== Records provided ==
//! This crate contains the `ReadyQueue`, the per-CPU list of runnable scheduling contexts.
//!
//! Fixed-priority contexts live in one FIFO list per priority level, with a bitmap
//! of non-empty levels so that the head can be found without scanning.
//! WFQ contexts live in a heap ordered by their virtual deadline.
//! Fixed-priority contexts always run before WFQ ones, and the idle context
//! runs when nothing else is ready.
//!
//! The ready queue also caches the "current" scheduling context, i.e., the
//! timeslice that is being consumed right now. It may belong to a different
//! thread than the one executing, see [`ReadyQueue::deblock()`].

#![no_std]

extern crate alloc;
#[macro_use] extern crate log;


use alloc::collections::VecDeque;
use alloc::vec::Vec;
use alloc::sync::Arc;
use kernel_config::sched::{MAX_WFQ_READY, PRIO_LEVELS};
use sched_context::{SchedClass, SchedContext, SchedContextRef};

const BITMAP_WORDS: usize = PRIO_LEVELS / 64;

/// The fixed-priority part: one round-robin list per priority.
struct FpQueue {
    lists: Vec<VecDeque<SchedContextRef>>,
    bitmap: [u64; BITMAP_WORDS],
}

impl FpQueue {
    fn new() -> FpQueue {
        FpQueue {
            lists: (0..PRIO_LEVELS).map(|_| VecDeque::new()).collect(),
            bitmap: [0; BITMAP_WORDS],
        }
    }

    fn mark(&mut self, prio: usize) {
        self.bitmap[prio / 64] |= 1 << (prio % 64);
    }

    fn unmark_if_empty(&mut self, prio: usize) {
        if self.lists[prio].is_empty() {
            self.bitmap[prio / 64] &= !(1 << (prio % 64));
        }
    }

    fn highest_prio(&self) -> Option<usize> {
        self.bitmap
            .iter()
            .enumerate()
            .rev()
            .find(|(_, &word)| word != 0)
            .map(|(i, &word)| i * 64 + 63 - word.leading_zeros() as usize)
    }

    fn enqueue(&mut self, sc: SchedContextRef, is_current: bool) {
        let prio = sc.prio() as usize;
        if is_current {
            self.lists[prio].push_front(sc);
        } else {
            self.lists[prio].push_back(sc);
        }
        self.mark(prio);
    }

    fn dequeue(&mut self, sc: &SchedContext) -> bool {
        // The context may have been re-prioritized while queued.
        let prio = sc.prio() as usize;
        if remove_from(&mut self.lists[prio], sc) {
            self.unmark_if_empty(prio);
            return true;
        }
        for prio in 0..PRIO_LEVELS {
            if remove_from(&mut self.lists[prio], sc) {
                self.unmark_if_empty(prio);
                return true;
            }
        }
        false
    }

    fn head(&self) -> Option<&SchedContextRef> {
        self.highest_prio().and_then(|prio| self.lists[prio].front())
    }

    fn len(&self) -> usize {
        self.lists.iter().map(VecDeque::len).sum()
    }
}

fn remove_from(list: &mut VecDeque<SchedContextRef>, sc: &SchedContext) -> bool {
    match list.iter().position(|e| sched_context::same(e, sc)) {
        Some(pos) => {
            list.remove(pos);
            true
        }
        None => false,
    }
}

/// The WFQ part: a binary min-heap keyed on the virtual deadline.
struct WfqQueue {
    heap: Vec<SchedContextRef>,
}

impl WfqQueue {
    fn new() -> WfqQueue {
        WfqQueue { heap: Vec::new() }
    }

    fn less(&self, a: usize, b: usize) -> bool {
        self.heap[a].deadline() < self.heap[b].deadline()
    }

    fn heap_up(&mut self, mut i: usize) {
        while i > 0 {
            let parent = (i - 1) / 2;
            if !self.less(i, parent) {
                break;
            }
            self.heap.swap(i, parent);
            i = parent;
        }
    }

    fn heap_down(&mut self, mut i: usize) {
        loop {
            let (l, r) = (2 * i + 1, 2 * i + 2);
            let mut smallest = i;
            if l < self.heap.len() && self.less(l, smallest) {
                smallest = l;
            }
            if r < self.heap.len() && self.less(r, smallest) {
                smallest = r;
            }
            if smallest == i {
                break;
            }
            self.heap.swap(i, smallest);
            i = smallest;
        }
    }

    fn enqueue(&mut self, sc: SchedContextRef) {
        if self.heap.len() >= MAX_WFQ_READY {
            error!("ReadyQueue: WFQ heap holds more than {} contexts", MAX_WFQ_READY);
        }
        self.heap.push(sc);
        let last = self.heap.len() - 1;
        self.heap_up(last);
    }

    fn dequeue(&mut self, sc: &SchedContext) -> bool {
        let pos = match self.heap.iter().position(|e| sched_context::same(e, sc)) {
            Some(pos) => pos,
            None => return false,
        };
        self.heap.swap_remove(pos);
        if pos < self.heap.len() {
            self.heap_down(pos);
            self.heap_up(pos);
        }
        true
    }

    fn head(&self) -> Option<&SchedContextRef> {
        self.heap.first()
    }
}


/// The ready queue of one CPU.
pub struct ReadyQueue {
    fp: FpQueue,
    wfq: WfqQueue,
    idle: Option<SchedContextRef>,
    current_sched: Option<SchedContextRef>,
}

impl ReadyQueue {
    pub fn new() -> ReadyQueue {
        ReadyQueue {
            fp: FpQueue::new(),
            wfq: WfqQueue::new(),
            idle: None,
            current_sched: None,
        }
    }

    /// Sets the context that runs when nothing else is ready. It is never queued.
    pub fn set_idle(&mut self, sc: SchedContextRef) {
        self.idle = Some(sc);
    }

    pub fn idle(&self) -> Option<&SchedContextRef> {
        self.idle.as_ref()
    }

    /// The timeslice that is being consumed right now, if it is still valid.
    pub fn current_sched(&self) -> Option<&SchedContextRef> {
        self.current_sched.as_ref()
    }

    /// Makes `sc` the current timeslice.
    pub fn activate(&mut self, sc: SchedContextRef) {
        self.current_sched = Some(sc);
    }

    /// Forgets the current timeslice, so the next scheduling decision picks a new one.
    pub fn invalidate_sched(&mut self) {
        self.current_sched = None;
    }

    fn is_current_sched(&self, sc: &SchedContext) -> bool {
        self.current_sched.as_ref().map_or(false, |cs| sched_context::same(cs, sc))
    }

    /// Inserts `sc`. The current timeslice goes to the head of its level,
    /// so that a preempted timeslice resumes before its peers.
    pub fn enqueue(&mut self, sc: SchedContextRef, is_current: bool) {
        if sc.in_ready_list() || sc.is_idle() {
            return;
        }
        sc.set_in_ready_list(true);
        match sc.class() {
            SchedClass::FixedPrio => self.fp.enqueue(sc, is_current),
            SchedClass::Wfq => self.wfq.enqueue(sc),
        }
    }

    /// Removes `sc` if it is queued.
    pub fn dequeue(&mut self, sc: &SchedContext) {
        if !sc.in_ready_list() {
            return;
        }
        let found = match sc.class() {
            SchedClass::FixedPrio => self.fp.dequeue(sc) || self.wfq.dequeue(sc),
            SchedClass::Wfq => self.wfq.dequeue(sc) || self.fp.dequeue(sc),
        };
        if !found {
            error!("ReadyQueue::dequeue(): {:?} is marked ready but not queued", sc);
        }
        sc.set_in_ready_list(false);
    }

    /// Idempotent enqueue.
    pub fn ready_enqueue(&mut self, sc: &SchedContextRef) {
        let is_current = self.is_current_sched(sc);
        self.enqueue(sc.clone(), is_current);
    }

    /// Idempotent dequeue.
    pub fn ready_dequeue(&mut self, sc: &SchedContext) {
        self.dequeue(sc);
    }

    /// Puts `sc` at the tail of its level, enqueueing it if necessary.
    pub fn requeue(&mut self, sc: &SchedContextRef) {
        if sc.in_ready_list() {
            self.dequeue(sc);
        }
        self.enqueue(sc.clone(), false);
    }

    /// Replaces `from` with `to` on this queue, e.g., after a parameter change.
    pub fn switch_sched(&mut self, from: &SchedContext, to: &SchedContextRef) {
        if self.is_current_sched(from) {
            self.invalidate_sched();
        }
        if from.in_ready_list() {
            self.dequeue(from);
        }
        self.enqueue(to.clone(), false);
    }

    /// Returns the context that should run next.
    pub fn next_to_run(&self) -> Option<SchedContextRef> {
        self.fp.head()
            .or_else(|| self.wfq.head())
            .or(self.idle.as_ref())
            .cloned()
    }

    /// Credits a WFQ context that slept past the current virtual time.
    ///
    /// Its deadline is pulled forward to the current timeslice's deadline and
    /// the lag is turned into budget, up to one quantum.
    pub fn deblock_refill(&mut self, sc: &SchedContext) {
        if sc.class() != SchedClass::Wfq {
            return;
        }
        let da = self.current_sched.as_ref()
            .filter(|cs| cs.class() == SchedClass::Wfq)
            .map_or(0, |cs| cs.deadline());
        if sc.deadline() >= da {
            return;
        }
        let left = sc.left() + (da - sc.deadline()) * sc.weight();
        sc.set_left(core::cmp::min(left, sc.quantum()));
        sc.set_deadline(da);
    }

    /// Makes `sc` ready and tells whether it should preempt.
    ///
    /// `sc` preempts only if it dominates both the current timeslice and `crs`,
    /// the running thread's own scheduling context. When the running thread helps
    /// on a donated timeslice, this keeps its own priority in effect.
    ///
    /// With `lazy` and a positive answer, `sc` is not enqueued: the caller is
    /// expected to switch to it directly.
    pub fn deblock(&mut self, sc: &SchedContextRef, crs: Option<&SchedContextRef>, lazy: bool) -> bool {
        let beats_running = crs.map_or(true, |crs| sc.dominates(crs));
        let reschedule = if self.is_current_sched(sc) {
            beats_running
        } else {
            self.deblock_refill(sc);
            let beats_current = self.current_sched.as_ref().map_or(true, |cs| sc.dominates(cs));
            beats_current && beats_running
        };
        trace!("ReadyQueue::deblock({:?}) -> {}", sc, reschedule);

        if reschedule && lazy {
            return true;
        }
        self.ready_enqueue(sc);
        reschedule
    }

    /// The number of queued contexts, not counting idle.
    pub fn len(&self) -> usize {
        self.fp.len() + self.wfq.heap.len()
    }

    pub fn is_empty(&self) -> bool {
        self.len() == 0
    }

    /// Whether `sc` is the head of its class, i.e., would be picked if its class were the only one.
    pub fn is_head(&self, sc: &SchedContext) -> bool {
        let head = match sc.class() {
            SchedClass::FixedPrio => self.fp.head(),
            SchedClass::Wfq => self.wfq.head(),
        };
        head.map_or(false, |h| sched_context::same(h, sc))
    }

    /// Removes every queued context and returns them, highest priority first.
    /// The idle context stays.
    pub fn drain(&mut self) -> Vec<SchedContextRef> {
        let mut out = Vec::with_capacity(self.len());
        while let Some(sc) = self.fp.head().or_else(|| self.wfq.head()).cloned() {
            self.dequeue(&sc);
            out.push(sc);
        }
        self.invalidate_sched();
        out
    }
}

impl Default for ReadyQueue {
    fn default() -> ReadyQueue {
        ReadyQueue::new()
    }
}

impl core::fmt::Debug for ReadyQueue {
    fn fmt(&self, f: &mut core::fmt::Formatter<'_>) -> core::fmt::Result {
        f.debug_struct("ReadyQueue")
            .field("fixed_prio", &self.fp.len())
            .field("wfq", &self.wfq.heap.len())
            .field("current_sched", &self.current_sched)
            .finish()
    }
}

/// Whether two optional scheduling contexts are the same one.
pub fn same_opt(a: Option<&SchedContextRef>, b: Option<&SchedContextRef>) -> bool {
    match (a, b) {
        (Some(a), Some(b)) => Arc::ptr_eq(a, b),
        (None, None) => true,
        _ => false,
    }
}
===
Instructions for the task ▸
Looking back over the data above, restate word for word the lines that begin at the line with "pub fn invalidate_sched(&mut" and end at the line with "pub fn enqueue(&mut", inclusive.

Written response ▸
    pub fn invalidate_sched(&mut self) {
        self.current_sched = None;
    }

    fn is_current_sched(&self, sc: &SchedContext) -> bool {
        self.current_sched.as_ref().map_or(false, |cs| sched_context::same(cs, sc))
    }

    /// Inserts `sc`. The current timeslice goes to the head of its level,
    /// so that a preempted timeslice resumes before its peers.
    pub fn enqueue(&mut self, sc: SchedContextRef, is_current: bool) {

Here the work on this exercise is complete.